[EXTRACTED ENTRIES]
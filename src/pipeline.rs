use crate::config::ExtractConfig;
use crate::constants::{FINDINGS_DATASET, NORMALISATION_DATASET, STUDY_DATASET};
use crate::error::{ExtractError, Result};
use crate::lookup::NormalizationTable;
use crate::normalize::{normalize_findings, normalize_studies};
use crate::ontology::build_domain_closure;
use crate::output::{DatasetWriter, Manifest};
use crate::source::RecordSource;
use tracing::{info, info_span, Instrument};

/// Result of a pipeline run
#[derive(Debug, Clone)]
pub struct PipelineResult {
    pub studies: usize,
    pub findings: usize,
    /// (dataset, rows) per configured closure
    pub closures: Vec<(String, usize)>,
    pub normalisation_entries: usize,
    pub manifest: Manifest,
}

/// Runs every extraction stage in order against `source` and writes the
/// datasets into the configured output directory.
///
/// Stages run one after the other; the first failure aborts the run.
pub async fn run<S: RecordSource + ?Sized>(
    source: &mut S,
    config: &ExtractConfig,
) -> Result<PipelineResult> {
    let mut writer = DatasetWriter::create(&config.output.dir)?;
    info!(output_dir = %writer.root().display(), "Starting extraction");

    let studies = async {
        let raw = source.fetch_studies().await?;
        let studies = normalize_studies(raw, &config.studies.transforms);
        writer.write(STUDY_DATASET, &config.studies.file, studies.len(), &studies)?;
        Ok::<_, ExtractError>(studies.len())
    }
    .instrument(info_span!("studies"))
    .await?;

    let findings = async {
        let raw = source.fetch_findings(&config.findings.sources).await?;
        let findings = normalize_findings(raw, &config.findings.transforms);
        writer.write(FINDINGS_DATASET, &config.findings.file, findings.len(), &findings)?;
        Ok::<_, ExtractError>(findings.len())
    }
    .instrument(info_span!("findings"))
    .await?;

    let closures = async {
        let terms = source.fetch_ontology_terms(&config.ontology_domains()).await?;
        let edges = source.fetch_ontology_edges().await?;
        info!(terms = terms.len(), edges = edges.len(), "Loaded ontology graph");

        let mut counts = Vec::with_capacity(config.closures.len());
        for spec in &config.closures {
            let rows = build_domain_closure(&terms, &edges, spec);
            info!(
                dataset = %spec.dataset,
                domain = %spec.domain,
                include_self = spec.include_self,
                rows = rows.len(),
                "Built ontology closure"
            );
            writer.write(&spec.dataset, &spec.file, rows.len(), &rows)?;
            counts.push((spec.dataset.clone(), rows.len()));
        }
        Ok::<_, ExtractError>(counts)
    }
    .instrument(info_span!("ontology"))
    .await?;

    let normalisation_entries = async {
        let pairs = source
            .fetch_synonyms(&config.normalisation.synonym_domains)
            .await?;
        let table = NormalizationTable::build(&pairs);
        info!(pairs = pairs.len(), entries = table.len(), "Built normalisation table");
        writer.write(
            NORMALISATION_DATASET,
            &config.normalisation.file,
            table.len(),
            &table,
        )?;
        Ok::<_, ExtractError>(table.len())
    }
    .instrument(info_span!("normalisation"))
    .await?;

    let manifest = writer.finish()?;
    info!(
        studies,
        findings,
        normalisation_entries,
        "Extraction finished"
    );

    Ok(PipelineResult {
        studies,
        findings,
        closures,
        normalisation_entries,
        manifest,
    })
}
//! Data model: elements, the local forwarding chain, and command envelopes.
//!
//! See spec §3. `Kind` replaces the source's truthiness-of-`type` check
//! with an explicit discriminant set once, at registry load.

use serde::{Deserialize, Serialize};
use std::fmt;

#[derive(Debug, Clone, PartialEq, Eq, Hash, Serialize, Deserialize)]
pub struct ElementId(pub String);

impl fmt::Display for ElementId {
    fn fmt(&self, f: &mut fmt::Formatter<'_>) -> fmt::Result {
        write!(f, "{}", self.0)
    }
}

#[derive(Debug, Clone, PartialEq, Eq, Hash, Serialize, Deserialize)]
pub struct InstanceId(pub String);

impl fmt::Display for InstanceId {
    fn fmt(&self, f: &mut fmt::Formatter<'_>) -> fmt::Result {
        write!(f, "{}", self.0)
    }
}

/// Anonymizer vs injector. Derived once at registry load time from the
/// `Db` snapshot, never inferred from field truthiness downstream.
#[derive(Debug, Clone, Copy, PartialEq, Eq, Serialize, Deserialize)]
pub enum Kind {
    Anonymizer,
    Injector,
}

impl Kind {
    /// `RCS::ANON::<name>` / `RCS::NI::<name>` display tags (§6).
    pub fn display_tag(self, name: &str) -> String {
        match self {
            Kind::Anonymizer => format!("RCS::ANON::{name}"),
            Kind::Injector => format!("RCS::NI::{name}"),
        }
    }
}

/// Immutable snapshot of one network element.
#[derive(Debug, Clone, Serialize, Deserialize)]
pub struct Element {
    pub id: ElementId,
    pub name: String,
    pub kind: Kind,
    pub cookie: String,
    /// AES-256-GCM key, 32 bytes.
    pub key: [u8; 32],
    /// Anonymizers only; injectors observe their address from
    /// `X-Forwarded-For` on inbound requests instead.
    pub address: Option<String>,
    pub port: Option<u16>,
    /// Matches the process's configured `local_instance` for exactly one
    /// anonymizer: that element is "self".
    pub instance: String,
    /// Ordered list of successor anonymizer ids; only the first is used.
    pub next: Vec<ElementId>,
}

impl Element {
    pub fn endpoint(&self) -> Option<String> {
        match (&self.address, self.port) {
            (Some(addr), Some(port)) => Some(format!("{addr}:{port}")),
            _ => None,
        }
    }
}

/// `{command: STRING, params: OBJECT?, body: STRING?}` — the decrypted
/// (or, for PUSH, plaintext) command envelope.
#[derive(Debug, Clone, Serialize, Deserialize)]
pub struct CommandEnvelope {
    pub command: String,
    #[serde(default, skip_serializing_if = "Option::is_none")]
    pub params: Option<serde_json::Value>,
    #[serde(default, skip_serializing_if = "Option::is_none")]
    pub body: Option<String>,
}

impl CommandEnvelope {
    pub fn new(command: impl Into<String>) -> Self {
        Self {
            command: command.into(),
            params: None,
            body: None,
        }
    }

    pub fn with_params(mut self, params: serde_json::Value) -> Self {
        self.params = Some(params);
        self
    }

    pub fn with_body(mut self, body: impl Into<String>) -> Self {
        self.body = Some(body.into());
        self
    }

    pub fn param(&self, key: &str) -> Option<&serde_json::Value> {
        self.params.as_ref().and_then(|p| p.get(key))
    }
}

/// One response entry produced by the command executor, one per input
/// command that was recognized (§4.5: unknown commands produce none).
#[derive(Debug, Clone, Serialize, Deserialize)]
pub struct CommandResult {
    pub command: String,
    pub result: serde_json::Value,
}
[/EXTRACTED ENTRIES]
** ASSIGNMENT **
Taking the entries above, write out exactly each line from the one holding "pub enum Kind" to the one holding "inbound requests instead.", both included, and stop there.

** COMPLETED TASK **
pub enum Kind {
    Anonymizer,
    Injector,
}

impl Kind {
    /// `RCS::ANON::<name>` / `RCS::NI::<name>` display tags (§6).
    pub fn display_tag(self, name: &str) -> String {
        match self {
            Kind::Anonymizer => format!("RCS::ANON::{name}"),
            Kind::Injector => format!("RCS::NI::{name}"),
        }
    }
}

/// Immutable snapshot of one network element.
#[derive(Debug, Clone, Serialize, Deserialize)]
pub struct Element {
    pub id: ElementId,
    pub name: String,
    pub kind: Kind,
    pub cookie: String,
    /// AES-256-GCM key, 32 bytes.
    pub key: [u8; 32],
    /// Anonymizers only; injectors observe their address from
    /// `X-Forwarded-For` on inbound requests instead.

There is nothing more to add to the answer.